**WHAT IS BEING ASKED**
What the task requires is each entry, restated exactly.
(DATA SUPPLIED Opens)
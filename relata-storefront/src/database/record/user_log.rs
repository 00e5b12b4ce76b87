use chrono::{DateTime, Utc};
use relata_persistence::mapper::{Entity, FieldValues, Record, ValueReader, value};
use relata_persistence::schema::{ColumnType, EntityDescriptor, FieldDescriptor, TimestampFormat};
use relata_persistence::{MappingError, StdResult};

/// User log record is an action performed by a user, its timestamps are
/// stored as Unix milliseconds.
#[derive(Debug, Clone, Default, PartialEq)]
pub struct UserLog {
    /// Log id, generated by the database.
    pub id: i64,

    /// Id of the user.
    pub user_id: String,

    /// Performed action.
    pub action: String,

    /// Date and time when the log was created.
    pub created_at: Option<DateTime<Utc>>,

    /// Date and time when the log was updated.
    pub updated_at: Option<DateTime<Utc>>,
}

impl UserLog {
    /// Kind of the user log descriptor
    pub const KIND: &'static str = "UserLog";

    /// Create a log not stored yet
    pub fn new(user_id: &str, action: &str) -> Self {
        Self {
            user_id: user_id.to_string(),
            action: action.to_string(),
            ..Self::default()
        }
    }

    /// Descriptor of the `user_logs` table
    pub fn descriptor() -> StdResult<EntityDescriptor> {
        EntityDescriptor::builder(Self::KIND, "user_logs")
            .auto_increment_key("id", "id")
            .field(FieldDescriptor::new("user_id", "user_id", ColumnType::Text))
            .field(FieldDescriptor::new("action", "action", ColumnType::Text))
            .created_at("created_at", "created_at", TimestampFormat::UnixMillis)
            .updated_at("updated_at", "updated_at", TimestampFormat::UnixMillis)
            .build()
    }
}

impl Entity for UserLog {
    const KIND: &'static str = UserLog::KIND;

    fn to_record(&self) -> Record {
        Record::new(
            FieldValues::new()
                .with("id", value::integer(self.id))
                .with("user_id", value::text(&self.user_id))
                .with("action", value::text(&self.action)),
        )
    }

    fn from_record(record: &Record) -> Result<Self, MappingError> {
        let values = record.values();

        Ok(Self {
            id: values.integer("id")?,
            user_id: values.string_or_default("user_id")?,
            action: values.string_or_default("action")?,
            created_at: values.optional_timestamp("created_at")?,
            updated_at: values.optional_timestamp("updated_at")?,
        })
    }
}
use std::collections::BTreeMap;

/// Handful tool to store SQL source aliases.
/// ```
/// use relata_persistence::sqlite::SourceAlias;
///
/// let aliases = SourceAlias::new(&[("{:user:}", "users"), ("{:wallet:}", "Wallet")]);
/// assert_eq!("users.id = Wallet.user_id", aliases.apply("{:user:}.id = {:wallet:}.user_id"));
/// ```
#[derive(Debug, Default, Clone)]
pub struct SourceAlias {
    /// Internal map of source_name => source_alias
    aliases: BTreeMap<String, String>,
}

impl SourceAlias {
    /// Create a new alias from a `&[(name, alias)]` list
    pub fn new(aliases: &[(&str, &str)]) -> Self {
        Self {
            aliases: aliases
                .iter()
                .map(|(name, alias)| (name.to_string(), alias.to_string()))
                .collect(),
        }
    }

    /// Add an alias, builder style
    pub fn with_alias(mut self, name: &str, alias: &str) -> Self {
        self.aliases.insert(name.to_string(), alias.to_string());
        self
    }

    /// Replace every source name of `text` by its alias
    pub fn apply(&self, text: &str) -> String {
        self.aliases
            .iter()
            .fold(text.to_string(), |text, (name, alias)| text.replace(name, alias))
    }
}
(DATA SUPPLIED Closes)
**ANSWER FOR THIS EXERCISE**
filename relata-storefront/src/database/record/user_log.rs
repository 00e5b12b4ce76b87
use chrono::{DateTime, Utc};
use relata_persistence::mapper::{Entity, FieldValues, Record, ValueReader, value};
use relata_persistence::schema::{ColumnType, EntityDescriptor, FieldDescriptor, TimestampFormat};
use relata_persistence::{MappingError, StdResult};

/// User log record is an action performed by a user, its timestamps are
/// stored as Unix milliseconds.
#[derive(Debug, Clone, Default, PartialEq)]
pub struct UserLog {
    /// Log id, generated by the database.
    pub id: i64,

    /// Id of the user.
    pub user_id: String,

    /// Performed action.
    pub action: String,

    /// Date and time when the log was created.
    pub created_at: Option<DateTime<Utc>>,

    /// Date and time when the log was updated.
    pub updated_at: Option<DateTime<Utc>>,
}

impl UserLog {
    /// Kind of the user log descriptor
    pub const KIND: &'static str = "UserLog";

    /// Create a log not stored yet
    pub fn new(user_id: &str, action: &str) -> Self {
        Self {
            user_id: user_id.to_string(),
            action: action.to_string(),
            ..Self::default()
        }
    }

    /// Descriptor of the `user_logs` table
    pub fn descriptor() -> StdResult<EntityDescriptor> {
        EntityDescriptor::builder(Self::KIND, "user_logs")
            .auto_increment_key("id", "id")
            .field(FieldDescriptor::new("user_id", "user_id", ColumnType::Text))
            .field(FieldDescriptor::new("action", "action", ColumnType::Text))
            .created_at("created_at", "created_at", TimestampFormat::UnixMillis)
            .updated_at("updated_at", "updated_at", TimestampFormat::UnixMillis)
            .build()
    }
}

impl Entity for UserLog {
    const KIND: &'static str = UserLog::KIND;

    fn to_record(&self) -> Record {
        Record::new(
            FieldValues::new()
                .with("id", value::integer(self.id))
                .with("user_id", value::text(&self.user_id))
                .with("action", value::text(&self.action)),
        )
    }

    fn from_record(record: &Record) -> Result<Self, MappingError> {
        let values = record.values();

        Ok(Self {
            id: values.integer("id")?,
            user_id: values.string_or_default("user_id")?,
            action: values.string_or_default("action")?,
            created_at: values.optional_timestamp("created_at")?,
            updated_at: values.optional_timestamp("updated_at")?,
        })
    }
}
use std::collections::BTreeMap;

/// Handful tool to store SQL source aliases.
/// ```
/// use relata_persistence::sqlite::SourceAlias;
///
/// let aliases = SourceAlias::new(&[("{:user:}", "users"), ("{:wallet:}", "Wallet")]);
/// assert_eq!("users.id = Wallet.user_id", aliases.apply("{:user:}.id = {:wallet:}.user_id"));
/// ```
#[derive(Debug, Default, Clone)]
pub struct SourceAlias {
    /// Internal map of source_name => source_alias
    aliases: BTreeMap<String, String>,
}

impl SourceAlias {
    /// Create a new alias from a `&[(name, alias)]` list
    pub fn new(aliases: &[(&str, &str)]) -> Self {
        Self {
            aliases: aliases
                .iter()
                .map(|(name, alias)| (name.to_string(), alias.to_string()))
                .collect(),
        }
    }

    /// Add an alias, builder style
    pub fn with_alias(mut self, name: &str, alias: &str) -> Self {
        self.aliases.insert(name.to_string(), alias.to_string());
        self
    }

    /// Replace every source name of `text` by its alias
    pub fn apply(&self, text: &str) -> String {
        self.aliases
            .iter()
            .fold(text.to_string(), |text, (name, alias)| text.replace(name, alias))
    }
}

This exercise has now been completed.